After his second divorce, Arno moved to a farm near Harrison, New York, where he lived in seclusion, enjoying music, guns, and sports cars.

Arno died of emphysema on February 22, 1968, at the age of 64. He is buried at Kensico Cemetery in Valhalla, New York.

A biography, Peter Arno: The Mad Mad World of The New Yorker's Greatest Cartoonist by New Yorker cartoonist, Michael Maslin was published in April 2016 by Regan Arts.

== Role in Broadway Productions ==

| Title | Year | Role |
|---|---|---|
| Hear Goes the Bride | 1931 | Producer Scenery Sketches Book |
| Shoot the Works | 1931 | Book |
| The New Yorkers | 1930 | Scenic Design sketches Costume Design Based on his story |
| Murray Anderson's Almanac | 1929 | Book |

Note: Book is theatrical term for production script

==Bibliography==
- Whoops, Dearie!. New York: Simon & Schuster, 1927. (ghostwritten by Philip Wylie)
- Parade.

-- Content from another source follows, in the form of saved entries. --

//! Configuration system (layered: defaults > config file > env).

use std::path::{Path, PathBuf};

use serde::{Deserialize, Serialize};

use crate::error::{AgentryError, Result};

/// Default bound on generate/tool rounds per invocation.
pub const DEFAULT_MAX_ITERATIONS: usize = 10;

const ENV_MAX_ITERATIONS: &str = "AGENTRY_MAX_ITERATIONS";
const ENV_STREAMABLE: &str = "AGENTRY_STREAMABLE";
const ENV_RESUMABLE: &str = "AGENTRY_RESUMABLE";
const ENV_RETRY_MAX_ATTEMPTS: &str = "AGENTRY_RETRY_MAX_ATTEMPTS";

/// Engine defaults.
///
/// Resolution order, lowest to highest precedence:
/// 1. Built-in defaults
/// 2. `~/.agentry/config.toml` (or an explicit file)
/// 3. `AGENTRY_*` environment variables (a `.env` file is loaded if present)
#[derive(Debug, Clone, PartialEq, Serialize, Deserialize)]
#[serde(default)]
pub struct AgentryConfig {
    pub max_iterations: usize,
    /// Whether the runner's streaming entry point asks the provider for chunks.
    pub streamable: bool,
    /// Whether runner-built invocations opt into resumability.
    pub resumable: bool,
    pub retry: RetrySettings,
}

impl Default for AgentryConfig {
    fn default() -> Self {
        Self {
            max_iterations: DEFAULT_MAX_ITERATIONS,
            streamable: true,
            resumable: false,
            retry: RetrySettings::default(),
        }
    }
}

/// Settings for the retry middleware.
#[derive(Debug, Clone, PartialEq, Serialize, Deserialize)]
#[serde(default)]
pub struct RetrySettings {
    pub max_attempts: u32,
    pub initial_backoff_ms: u64,
    pub max_backoff_ms: u64,
}

impl Default for RetrySettings {
    fn default() -> Self {
        Self {
            max_attempts: 3,
            initial_backoff_ms: 500,
            max_backoff_ms: 30_000,
        }
    }
}

impl AgentryConfig {
    /// Parse TOML configuration.
    pub fn from_toml_str(raw: &str) -> Result<Self> {
        let config: Self = toml::from_str(raw)
            .map_err(|e| AgentryError::Configuration(format!("invalid config: {e}")))?;
        config.validate()
    }

    /// Load a TOML configuration file.
    pub fn from_file(path: impl AsRef<Path>) -> Result<Self> {
        let path = path.as_ref();
        let raw = std::fs::read_to_string(path).map_err(|e| {
            AgentryError::Configuration(format!("cannot read {}: {e}", path.display()))
        })?;
        Self::from_toml_str(&raw)
    }

    /// Defaults overlaid with environment variables.
    pub fn from_env() -> Result<Self> {
        let _ = dotenvy::dotenv(); // load .env if present, ignore error
        Self::default().with_env_overrides(|key| std::env::var(key).ok())
    }

    /// Full layered load: default file (if it exists), then environment.
    pub fn load() -> Result<Self> {
        let _ = dotenvy::dotenv();
        let base = match Self::default_path() {
            Some(path) if path.exists() => Self::from_file(path)?,
            _ => Self::default(),
        };
        base.with_env_overrides(|key| std::env::var(key).ok())
    }

    /// `~/.agentry/config.toml`, when a home directory is known.
    pub fn default_path() -> Option<PathBuf> {
        directories::UserDirs::new().map(|dirs| dirs.home_dir().join(".agentry").join("config.toml"))
    }

    /// Overlay values from `lookup` (normally the process environment).
    pub fn with_env_overrides<F>(mut self, lookup: F) -> Result<Self>
    where
        F: Fn(&str) -> Option<String>,
    {
        if let Some(raw) = lookup(ENV_MAX_ITERATIONS) {
            self.max_iterations = parse_env(ENV_MAX_ITERATIONS, &raw)?;
        }
        if let Some(raw) = lookup(ENV_STREAMABLE) {
            self.streamable = parse_bool(ENV_STREAMABLE, &raw)?;
        }
        if let Some(raw) = lookup(ENV_RESUMABLE) {
            self.resumable = parse_bool(ENV_RESUMABLE, &raw)?;
        }
        if let Some(raw) = lookup(ENV_RETRY_MAX_ATTEMPTS) {
            self.retry.max_attempts = parse_env(ENV_RETRY_MAX_ATTEMPTS, &raw)?;
        }
        self.validate()
    }

    fn validate(self) -> Result<Self> {
        if self.max_iterations == 0 {
            return Err(AgentryError::Configuration(
                "max_iterations must be at least 1".into(),
            ));
        }
        Ok(self)
    }
}

fn parse_env<T: std::str::FromStr>(key: &str, raw: &str) -> Result<T> {
    raw.trim()
        .parse()
        .map_err(|_| AgentryError::Configuration(format!("{key}: cannot parse '{raw}'")))
}

fn parse_bool(key: &str, raw: &str) -> Result<bool> {
    match raw.trim().to_ascii_lowercase().as_str() {
        "1" | "true" | "yes" | "on" => Ok(true),
        "0" | "false" | "no" | "off" => Ok(false),
        _ => Err(AgentryError::Configuration(format!(
            "{key}: expected a boolean, got '{raw}'"
        ))),
    }
}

New York: H. Liveright, 1929.
- Hullabaloo. New York: H. Liveright, 1930.
- Circus. New York: H. Liveright, 1931.
- Favorites. New York: Blue Ribbon Books, 1932.
- For Members Only. New York: Simon & Schuster, 1935.
- Cartoon Revue. New York: Simon & Schuster, 1941.
- Man in the Shower. New York: Simon & Schuster, 1944.
- Sizzling Platter. New York: Simon & Schuster, 1949.
- Ladies and Gentlemen. New York: Simon & Schuster, 1951.
- Hell of a Way to Run a Railroad. New York: Simon & Schuster, 1956.
- Lady in the Shower. New York: Simon & Schuster, 1967.
- Peter Arno. New York: Dodd, Mead, 1979.